Since its rise to prominence in 2006, al-Shabaab (an al-Qaeda affiliate) has launched hundreds of attacks inside Somalia, earning the State Department’s designation as a terror organization in 2008. In October 2017, it launched one of the deadliest terror attacks in history when two of its truck bombs killed more than 500 people in Somalia’s capital city, Mogadishu.
The group also frequently attacks nearby Kenya, perpetrating some of the worst massacres the country has ever suffered. Its seizure of the upscale Westgate Mall in Nairobi in September 2013 led to nearly 70 deaths and almost totally destroyed the mall.
In 2015, the group killed 147 people—mostly students—at Garissa University in eastern Kenya. The group has also kidnapped Kenyans and foreign citizensalike from Kenya and attacked humanitarian aid workers around the Dadaab refugee camp.

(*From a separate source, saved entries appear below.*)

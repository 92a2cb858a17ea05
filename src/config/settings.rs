//! TOML-based configuration for mipha.
//!
//! Supports a config file (mipha.toml) with environment variable expansion.
//!
//! Example configuration:
//! ```toml
//! default_connector = "sample"
//!
//! [connectors.sample]
//! driver = "sqlite"
//! location = "${MIPHA_DATA}/sample.db"
//!
//! [connectors.scratch]
//! driver = "sqlite"
//! location = ":memory:"
//! ```

use serde::{Deserialize, Serialize};
use std::collections::HashMap;
use std::env;
use std::fs;
use std::path::{Path, PathBuf};

use super::connector::{Connector, ConnectorError};

/// Error type for settings.
#[derive(Debug, thiserror::Error)]
pub enum SettingsError {
    #[error("Config file not found: {0}")]
    FileNotFound(PathBuf),

    #[error("Failed to read config file: {0}")]
    ReadError(#[from] std::io::Error),

    #[error("Failed to parse config file: {0}")]
    ParseError(#[from] toml::de::Error),

    #[error("Missing environment variable: {0}")]
    MissingEnvVar(String),

    #[error("Connector not found: {0}")]
    ConnectorNotFound(String),

    #[error("No connector configured")]
    NoConnector,

    #[error(transparent)]
    Connector(#[from] ConnectorError),
}

/// Root configuration structure.
#[derive(Debug, Clone, Default, Deserialize, Serialize)]
#[serde(default)]
pub struct Settings {
    /// Connector used when none is named explicitly.
    pub default_connector: Option<String>,

    /// Named connectors.
    pub connectors: HashMap<String, ConnectorSettings>,
}

/// Connector configuration as written in the file.
#[derive(Debug, Clone, Deserialize, Serialize)]
pub struct ConnectorSettings {
    /// Backend driver (sqlite).
    pub driver: String,

    /// Database location (supports ${ENV_VAR} expansion).
    pub location: String,
}

impl ConnectorSettings {
    /// Build a validated connector, expanding environment variables.
    pub fn to_connector(&self, name: &str) -> Result<Connector, SettingsError> {
        let driver = super::connector::Driver::from_str(&self.driver)?;
        let connector = Connector {
            name: name.to_string(),
            driver,
            location: expand_env_vars(&self.location)?,
        };
        connector.validate()?;
        Ok(connector)
    }
}

impl Settings {
    /// Load settings from a TOML file.
    pub fn from_file<P: AsRef<Path>>(path: P) -> Result<Self, SettingsError> {
        let path = path.as_ref();
        if !path.exists() {
            return Err(SettingsError::FileNotFound(path.to_path_buf()));
        }

        let content = fs::read_to_string(path)?;
        let settings: Settings = toml::from_str(&content)?;
        Ok(settings)
    }

    /// Load settings from the default config file locations.
    ///
    /// Searches in order:
    /// 1. Environment variable `MIPHA_CONFIG`
    /// 2. `./mipha.toml`
    /// 3. `<config dir>/mipha/config.toml`
    pub fn load() -> Result<Self, SettingsError> {
        if let Ok(path) = env::var("MIPHA_CONFIG") {
            return Self::from_file(&path);
        }

        let local_config = PathBuf::from("mipha.toml");
        if local_config.exists() {
            return Self::from_file(&local_config);
        }

        if let Some(config_dir) = dirs::config_dir() {
            let user_config = config_dir.join("mipha").join("config.toml");
            if user_config.exists() {
                return Self::from_file(&user_config);
            }
        }

        Ok(Settings::default())
    }

    /// Get a connector by name.
    pub fn connector(&self, name: &str) -> Result<Connector, SettingsError> {
        self.connectors
            .get(name)
            .ok_or_else(|| SettingsError::ConnectorNotFound(name.to_string()))?
            .to_connector(name)
    }

    /// The connector to use when none is named.
    ///
    /// Picks `default_connector`, then a connector called "default", then
    /// the only connector if exactly one is configured.
    pub fn default_connector(&self) -> Result<Connector, SettingsError> {
        if let Some(name) = &self.default_connector {
            return self.connector(name);
        }
        if self.connectors.contains_key("default") {
            return self.connector("default");
        }
        match self.connectors.len() {
            1 => {
                let name = self.connectors.keys().next().ok_or(SettingsError::NoConnector)?;
                self.connector(name)
            }
            _ => Err(SettingsError::NoConnector),
        }
    }
}

/// Expand environment variables in a string.
///
/// Supports `${VAR}` and `$VAR` syntax.
pub fn expand_env_vars(s: &str) -> Result<String, SettingsError> {
    let mut result = String::with_capacity(s.len());
    let mut chars = s.chars().peekable();

    while let Some(c) = chars.next() {
        if c != '$' {
            result.push(c);
            continue;
        }

        let mut var_name = String::new();
        if chars.peek() == Some(&'{') {
            chars.next(); // consume '{'
            for ch in chars.by_ref() {
                if ch == '}' {
                    break;
                }
                var_name.push(ch);
            }
        } else {
            while let Some(&ch) = chars.peek() {
                if !(ch.is_alphanumeric() || ch == '_') {
                    break;
                }
                var_name.push(ch);
                chars.next();
            }
            if var_name.is_empty() {
                // Just a lone $, keep it
                result.push('$');
                continue;
            }
        }

        let value =
            env::var(&var_name).map_err(|_| SettingsError::MissingEnvVar(var_name.clone()))?;
        result.push_str(&value);
    }

    Ok(result)
}
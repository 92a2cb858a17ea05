//! Alias assignment.
//!
//! Every position in a cube gets an alias derived from its place in the join
//! order: the fact is position 0, the n-th dimension is position n. Table
//! names never feed into aliases, so attaching the same table twice cannot
//! produce ambiguous references.

use serde::Serialize;

use crate::model::{Cube, TableKey, TableLike};

/// The alias used for a cube position.
pub fn alias_for(position: usize) -> String {
    format!("t{}", position)
}

/// One aliased physical table.
#[derive(Debug, Clone, PartialEq, Eq, Serialize)]
pub struct AliasEntry {
    pub position: usize,
    pub alias: String,
    pub key: TableKey,
}

/// Aliases of every physical table in a cube, in join order.
///
/// Expression positions have no entry.
#[derive(Debug, Clone, Default, PartialEq, Eq, Serialize)]
pub struct AliasMap {
    entries: Vec<AliasEntry>,
}

impl AliasMap {
    /// Assign aliases for every physical table of `cube`.
    pub fn assign(cube: &Cube) -> Self {
        let targets = std::iter::once(cube.fact())
            .chain(cube.dimensions().iter().map(|d| &d.target));

        let entries = targets
            .enumerate()
            .filter_map(|(position, target)| match target {
                TableLike::Table(table) => Some(AliasEntry {
                    position,
                    alias: alias_for(position),
                    key: table.key(),
                }),
                TableLike::Expression(_) => None,
            })
            .collect();

        Self { entries }
    }

    pub fn entries(&self) -> &[AliasEntry] {
        &self.entries
    }

    pub fn len(&self) -> usize {
        self.entries.len()
    }

    pub fn is_empty(&self) -> bool {
        self.entries.is_empty()
    }

    /// Alias of the table attached at `position`.
    pub fn alias_at(&self, position: usize) -> Option<&str> {
        self.entries
            .iter()
            .find(|e| e.position == position)
            .map(|e| e.alias.as_str())
    }

    /// Alias of the most recent attachment of `key` anywhere in the cube.
    pub fn alias_of(&self, key: &TableKey) -> Option<&str> {
        self.entries
            .iter()
            .rev()
            .find(|e| e.key.matches(key))
            .map(|e| e.alias.as_str())
    }

    /// The attachment `key` refers to when seen from `position`: the latest
    /// one at or before that position. Names compare case-insensitively.
    pub fn resolve(&self, key: &TableKey, position: usize) -> Option<&AliasEntry> {
        self.entries
            .iter()
            .rev()
            .filter(|e| e.position <= position)
            .find(|e| e.key.matches(key))
    }

    pub fn in_scope(&self, key: &TableKey, position: usize) -> bool {
        self.resolve(key, position).is_some()
    }
}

In response to al-Shabaab’s growing power, the African Union in 2007 established a multinational peacekeeping force in Somalia, known as AMISOM, to try to roll back al-Shabaab’s territorial control and stabilize the region. After invading Somalia in October 2011 in its own campaign against al-Shabaab, Kenya merged its forces in Somalia with AMISOM the following year.
AMISOM succeeded in expelling al-Shabaab from all its major strongholds, though the group still controls significant territory in southern Somalia. Kenyan forces also liberated the port of Kismayo, one of Somalia’s largest ports for exporting charcoal. Some believed the city’s capture would be a lethal blow to al-Shabaab given its financial reliance on the port.
That was not the case, however.
Instead of enforcing the U.N. ban on the charcoal trade, Kenyan forces allegedly allow it to continue in exchange for its own slice of the action. The Kenyans charge about $2 a bag, and may make as much as $12 million a year from the arrangement.
The Kenyan forces’ cupidity allows al-Shabaab to rake in charcoal profits. The U.N. conservatively estimates that the terror group makes approximately $10 million dollars a year from the 4.5 million to 6 million bags of charcoal exported annually. Al-Shabaab benefits primarily by taxing vehicles ferrying charcoal to port cities such as Kismayo for export.
The fight against al-Shabaab is already difficult enough given the Somali government’s corruption and dysfunction, and its lack of progress in creating an effective Somali national army. Kenyan forces’ refusal to enforce the charcoal ban only makes the fight harder, and the money they reap comes at the cost of both Kenyan and Somali lives.